**THE PROBLEM**
Which lines below include the string "every"? Please show each one.

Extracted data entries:
────
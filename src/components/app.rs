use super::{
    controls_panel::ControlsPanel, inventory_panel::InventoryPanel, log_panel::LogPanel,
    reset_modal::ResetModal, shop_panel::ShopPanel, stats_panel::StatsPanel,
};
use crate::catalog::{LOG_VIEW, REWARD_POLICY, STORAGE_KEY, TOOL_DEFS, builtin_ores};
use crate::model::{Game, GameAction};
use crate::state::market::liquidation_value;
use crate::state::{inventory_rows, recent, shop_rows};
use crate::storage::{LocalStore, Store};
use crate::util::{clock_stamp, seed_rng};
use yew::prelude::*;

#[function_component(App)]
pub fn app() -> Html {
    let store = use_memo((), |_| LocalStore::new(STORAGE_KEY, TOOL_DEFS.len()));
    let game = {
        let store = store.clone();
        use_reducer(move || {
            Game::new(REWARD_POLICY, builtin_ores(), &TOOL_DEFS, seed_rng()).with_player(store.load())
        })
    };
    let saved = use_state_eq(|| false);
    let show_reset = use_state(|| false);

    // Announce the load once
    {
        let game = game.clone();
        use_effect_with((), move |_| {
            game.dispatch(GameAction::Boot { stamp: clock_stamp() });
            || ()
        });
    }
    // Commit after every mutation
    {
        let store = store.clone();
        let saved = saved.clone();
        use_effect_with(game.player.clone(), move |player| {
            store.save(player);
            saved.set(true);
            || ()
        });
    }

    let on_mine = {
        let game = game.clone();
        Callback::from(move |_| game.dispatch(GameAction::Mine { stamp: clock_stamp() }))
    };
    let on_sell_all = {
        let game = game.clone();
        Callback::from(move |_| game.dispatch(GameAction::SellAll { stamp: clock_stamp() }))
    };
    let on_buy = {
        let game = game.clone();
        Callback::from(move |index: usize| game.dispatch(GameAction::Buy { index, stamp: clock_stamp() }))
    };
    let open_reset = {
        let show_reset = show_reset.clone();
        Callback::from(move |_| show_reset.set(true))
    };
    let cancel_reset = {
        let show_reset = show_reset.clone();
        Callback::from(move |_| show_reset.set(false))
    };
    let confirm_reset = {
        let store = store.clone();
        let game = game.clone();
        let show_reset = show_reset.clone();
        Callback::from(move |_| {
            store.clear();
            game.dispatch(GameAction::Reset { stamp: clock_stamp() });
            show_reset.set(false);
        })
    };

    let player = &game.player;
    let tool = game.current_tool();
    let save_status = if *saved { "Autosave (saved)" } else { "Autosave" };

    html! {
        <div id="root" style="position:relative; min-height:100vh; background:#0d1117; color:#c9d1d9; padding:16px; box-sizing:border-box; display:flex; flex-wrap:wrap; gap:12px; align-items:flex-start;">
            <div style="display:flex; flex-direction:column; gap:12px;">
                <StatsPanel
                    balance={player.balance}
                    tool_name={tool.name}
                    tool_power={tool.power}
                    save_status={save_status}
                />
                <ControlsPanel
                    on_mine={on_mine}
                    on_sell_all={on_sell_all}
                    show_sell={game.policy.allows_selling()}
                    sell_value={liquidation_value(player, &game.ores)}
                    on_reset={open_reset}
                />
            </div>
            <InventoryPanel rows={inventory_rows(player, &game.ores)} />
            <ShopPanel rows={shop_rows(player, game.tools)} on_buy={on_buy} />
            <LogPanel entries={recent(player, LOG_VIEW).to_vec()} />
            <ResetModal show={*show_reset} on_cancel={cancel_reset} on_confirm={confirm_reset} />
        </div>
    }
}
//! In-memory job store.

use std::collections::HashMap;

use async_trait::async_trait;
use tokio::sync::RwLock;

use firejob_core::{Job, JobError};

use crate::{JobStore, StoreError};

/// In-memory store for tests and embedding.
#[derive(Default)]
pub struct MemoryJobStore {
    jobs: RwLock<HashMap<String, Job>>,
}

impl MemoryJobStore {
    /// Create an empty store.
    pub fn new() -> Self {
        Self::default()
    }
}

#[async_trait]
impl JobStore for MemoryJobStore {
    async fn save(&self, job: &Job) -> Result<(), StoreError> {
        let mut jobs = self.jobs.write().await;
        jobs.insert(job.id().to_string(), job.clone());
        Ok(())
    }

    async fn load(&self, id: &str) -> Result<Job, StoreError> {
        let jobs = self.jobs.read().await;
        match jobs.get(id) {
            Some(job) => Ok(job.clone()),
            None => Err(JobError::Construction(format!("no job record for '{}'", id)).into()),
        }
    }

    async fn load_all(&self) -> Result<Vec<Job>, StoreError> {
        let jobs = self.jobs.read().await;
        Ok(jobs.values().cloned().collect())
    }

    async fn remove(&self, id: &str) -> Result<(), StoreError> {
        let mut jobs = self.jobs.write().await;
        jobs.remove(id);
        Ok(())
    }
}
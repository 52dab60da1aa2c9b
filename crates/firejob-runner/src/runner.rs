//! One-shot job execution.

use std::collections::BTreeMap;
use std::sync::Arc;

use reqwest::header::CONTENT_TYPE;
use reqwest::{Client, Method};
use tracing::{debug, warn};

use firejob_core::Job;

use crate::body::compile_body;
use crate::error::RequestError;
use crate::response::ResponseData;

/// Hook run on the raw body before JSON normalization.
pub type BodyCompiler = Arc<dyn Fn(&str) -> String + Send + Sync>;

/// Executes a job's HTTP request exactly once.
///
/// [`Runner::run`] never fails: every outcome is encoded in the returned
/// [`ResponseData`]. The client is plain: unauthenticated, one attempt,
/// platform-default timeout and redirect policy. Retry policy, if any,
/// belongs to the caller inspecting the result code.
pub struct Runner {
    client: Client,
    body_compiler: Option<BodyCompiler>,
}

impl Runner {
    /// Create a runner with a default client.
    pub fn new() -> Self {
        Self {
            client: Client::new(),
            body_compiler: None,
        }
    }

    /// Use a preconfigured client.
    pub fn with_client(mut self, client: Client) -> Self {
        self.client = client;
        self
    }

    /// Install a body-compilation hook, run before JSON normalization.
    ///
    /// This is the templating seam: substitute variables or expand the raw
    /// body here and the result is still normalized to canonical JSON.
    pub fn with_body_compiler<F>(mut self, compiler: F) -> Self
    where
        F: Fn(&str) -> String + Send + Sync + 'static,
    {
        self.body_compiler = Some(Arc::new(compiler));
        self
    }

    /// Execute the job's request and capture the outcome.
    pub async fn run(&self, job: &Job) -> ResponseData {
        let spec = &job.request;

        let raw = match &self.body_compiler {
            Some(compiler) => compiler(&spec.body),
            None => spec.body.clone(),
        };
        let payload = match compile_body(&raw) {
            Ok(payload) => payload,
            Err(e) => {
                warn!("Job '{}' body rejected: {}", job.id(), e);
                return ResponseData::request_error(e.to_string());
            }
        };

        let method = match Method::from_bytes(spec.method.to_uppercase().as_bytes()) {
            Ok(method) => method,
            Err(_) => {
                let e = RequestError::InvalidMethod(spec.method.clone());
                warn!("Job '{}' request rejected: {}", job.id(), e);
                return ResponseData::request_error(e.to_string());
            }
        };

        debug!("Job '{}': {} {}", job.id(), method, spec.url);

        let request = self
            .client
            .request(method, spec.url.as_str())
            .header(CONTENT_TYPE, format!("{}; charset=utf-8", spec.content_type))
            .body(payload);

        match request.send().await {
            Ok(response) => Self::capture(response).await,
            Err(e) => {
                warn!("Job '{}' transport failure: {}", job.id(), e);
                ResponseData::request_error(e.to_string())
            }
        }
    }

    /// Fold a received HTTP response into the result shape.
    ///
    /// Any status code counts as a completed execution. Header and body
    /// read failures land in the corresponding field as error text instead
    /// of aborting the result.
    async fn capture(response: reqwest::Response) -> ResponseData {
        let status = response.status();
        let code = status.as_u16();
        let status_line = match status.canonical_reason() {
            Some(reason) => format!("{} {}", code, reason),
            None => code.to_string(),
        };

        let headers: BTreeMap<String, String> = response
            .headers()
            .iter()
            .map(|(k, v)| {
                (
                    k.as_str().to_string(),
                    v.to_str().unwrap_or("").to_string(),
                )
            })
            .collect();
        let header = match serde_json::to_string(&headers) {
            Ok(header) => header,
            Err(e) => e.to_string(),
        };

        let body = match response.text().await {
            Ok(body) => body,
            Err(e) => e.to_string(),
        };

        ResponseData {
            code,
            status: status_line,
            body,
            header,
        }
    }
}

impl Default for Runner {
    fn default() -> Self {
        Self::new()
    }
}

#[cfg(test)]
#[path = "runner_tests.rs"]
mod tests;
────
**FINISHED EXERCISE**
    // Commit after every mutation
/// [`Runner::run`] never fails: every outcome is encoded in the returned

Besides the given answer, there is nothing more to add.